E não foi assim. A dança desabrochou de dentro de mim. Eu não procurei a solução para o meu problema, a depressão, mas ela encontrava-se em mim mesmo. Eu agi em função do meu instinto animal, como acontece até hoje. Ora, isso é complicado porque exige muita paciência e coragem”.

E mais, tal poder interior era incrível que, com base nele, muitas vezes, “eu passava dois dias, a ter aulas intensas, sem me alimentar: eu parava e pensava fortemente na comida. Punha os olhos por cima da mesa vazia e visualizava os alimentos. Eu não sei como e porquê, mas isso funcionava. Nos dias actuais, quando me lembro de certas situações por que passei fico arrepiado”.

Mostrei-lhes que sou útil

Entretanto, se para a sua aprendizagem, na dança, a sua entrega era total e incondicional – realizando, inclusive, os trabalhos mais humildes em troca de aulas – tal resultou na sua formação. Como é que ocorreu a ligação de Dani ao Festival Internacional de Maputo? O artista afirma: “Sempre me mostrei útil ao próximo. Não é que o pessoal do Festival Internacional de Maputo me ofertou trabalho. É verdade que houve o primeiro contacto, mas depois dei mostras de que podia ser utilizado”.

Explorando o seu talento, o artista contribuiu na montagem de coreografias, na organização dos planos de ensaios, que antecipadamente orientou o grupo dos bailarinos sobre o qual o director do espectáculo trabalhou. Tal acção reduzia a preocupação do dirigente, já que muitos dos artistas não são profissionais.

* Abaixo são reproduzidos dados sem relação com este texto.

//! Logging setup for the lowcode CLI.
//!
//! Library crates only emit `tracing` events; this module installs the
//! subscriber that prints them.

use tracing_subscriber::{EnvFilter, fmt, layer::SubscriberExt, util::SubscriberInitExt};

const VERBOSE_FILTER: &str = "lowcode=debug,lowcode_builder=debug,lowcode_config=debug,lowcode_cli=debug";
const QUIET_FILTER: &str = "error";
const DEFAULT_FILTER: &str = "lowcode=info,lowcode_builder=info,lowcode_config=info,lowcode_cli=info";

/// Pick the filter for the given flags.
///
/// `--verbose` wins over `--quiet`. Without either flag `RUST_LOG` is
/// honoured, falling back to info for the lowcode crates.
pub fn filter_for(verbose: bool, quiet: bool) -> EnvFilter {
    if verbose {
        EnvFilter::new(VERBOSE_FILTER)
    } else if quiet {
        EnvFilter::new(QUIET_FILTER)
    } else {
        EnvFilter::try_from_default_env().unwrap_or_else(|_| EnvFilter::new(DEFAULT_FILTER))
    }
}

/// Initialize the global tracing subscriber. Call once, before logging.
pub fn init_logger(verbose: bool, quiet: bool, no_color: bool) {
    let fmt_layer = fmt::layer()
        .with_target(false)
        .with_level(true)
        .with_ansi(!no_color)
        .with_writer(std::io::stderr)
        .compact();

    tracing_subscriber::registry()
        .with(filter_for(verbose, quiet))
        .with(fmt_layer)
        .init();
}
//! Error types for option resolution and config loading.

use std::path::PathBuf;

use thiserror::Error;

pub type Result<T> = std::result::Result<T, ConfigError>;

#[derive(Debug, Error)]
pub enum ConfigError {
    // Config file location errors
    #[error("config file not found: {}", .0.display())]
    NotFound(PathBuf),

    #[error("config file must be a regular file, path: {}", .0.display())]
    NotAFile(PathBuf),

    #[error("unsupported configuration format: {}", .0.display())]
    UnsupportedFormat(PathBuf),

    // Config parsing errors
    #[error("failed to load config file {}: {message}", .path.display())]
    Parse { path: PathBuf, message: String },

    /// A normalized field received a value of the wrong JSON kind.
    #[error("{field} prop type is invalid, expect {expected}, got {actual}")]
    Type {
        field: String,
        expected: &'static str,
        actual: &'static str,
    },

    // Cross-field invariants
    #[error("library option is required when the umd format is requested")]
    MissingLibrary,

    #[error("package.json not found at {}", .0.display())]
    MissingManifest(PathBuf),

    #[error("invalid package.json at {}: {message}", .path.display())]
    InvalidManifest { path: PathBuf, message: String },

    #[error("baseUrl has no entry for mode '{0}'")]
    MissingBaseUrl(String),

    // I/O errors
    #[error("I/O error: {0}")]
    Io(#[from] std::io::Error),
}

impl ConfigError {
    /// Short remediation text shown under the error by the CLI.
    pub fn hint(&self) -> Option<&'static str> {
        match self {
            ConfigError::NotFound(_) => {
                Some("Pass an existing file to --config, or drop the flag to use discovery")
            }
            ConfigError::UnsupportedFormat(_) => {
                Some("Config files are loaded as data: use build.config.json or build.config.toml")
            }
            ConfigError::MissingLibrary => Some("Pass --library <GlobalName> or set `library` in the config file"),
            ConfigError::MissingManifest(_) => {
                Some("CommonJS and ESM builds externalize dependencies declared in package.json")
            }
            ConfigError::MissingBaseUrl(_) => {
                Some("Add the mode as a key of lowcode.baseUrl or use a single template string")
            }
            _ => None,
        }
    }
}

“Isto significa que além do meu empenhamento não houve nenhum milagre adicional. Foi assim que a directora do Festival Internacional de Maputo, Moira Forjaz, uma pessoa que deposita a sua confiança nos jovens, apreciou o meu empenhamento”.

Assim, imediatamente, o artista começou a trabalhar com o pessoal do Festival Internacional de Maputo em 2010, dois anos depois da sua presença em Maputo, de tal modo que, apesar de no ano seguinte o evento não ter incluído um musical para envolver a dança, a directora Moira Forjaz criou condições para que Dani tivesse alguma actividade.

Deste modo, na edição de 2012, recém- -terminada, Dani participou no mesmo evento como Dance Captain – uma espécie de professor ou orientador de ensaios – na produção do musical West Side Story. E, naturalmente, nos dias que correm pode afirmar com orgulho que “esta edição foi a melhor para mim porque eu, como artista, estou consolidado. Portanto, considero-me profissional na área em que actuo e estou socialmente estabilizado”.

De qualquer modo, sobre a experiência de interacção artística entre os artistas moçambicanos e estrangeiros, @Verdade fará uma abordagem superficial na próxima edição, muito em particular no âmbito do West Side Story.

No entanto, se partirmos do princípio de que, em certo sentido, a história de Dani pressupõe a superação de obstáculos por parte do artista para se impor no espaço social como um elemento válido, não faria muito sentido que se questionasse sobre as (suas eventuais) frustrações profissionais no campo da dança.

Não obstante, Dani prefere confidenciar-nos que “me senti profissionalmente frustrado todas as vezes em que tinha de seguir alguém no meu trabalho. É que, pela minha natureza – e penso que, na dança, isso é uma qualidade – eu entrego- me totalmente ao trabalho que faço”.

Ou seja, “eu acredito que a auto-entrega é o segredo número um para qualquer actividade. Caso contrário, não funciona. A pessoa corre o risco de ser falsa consigo mesma. Mas quando isso ocorre, a pessoa empenha- -se ao máximo, e o dirigente simplesmente não realiza devidamente a sua função, então, atrasa a vida dos seus dirigidos. Infelizmente, eu passei por isso – e é frustrante”, confessa.

É por todas estas razões – mas acima de tudo pelo empenho pessoal – que Dani pode afirmar que “tenho um percurso de cinco anos na dança, mas os mesmos têm um peso de 10 anos”.

Ou seja, “nesse período conseguir fazer aquilo que normalmente as pessoas fazem durante uma carreira. Estou preparado para estudar a dança a um nível superior”. De uma ou de outra forma, vale a penas referir que artistas como Maria Helena Pinto, Augusto Cuvilas, entre outros, foram importantes na formação de Dani.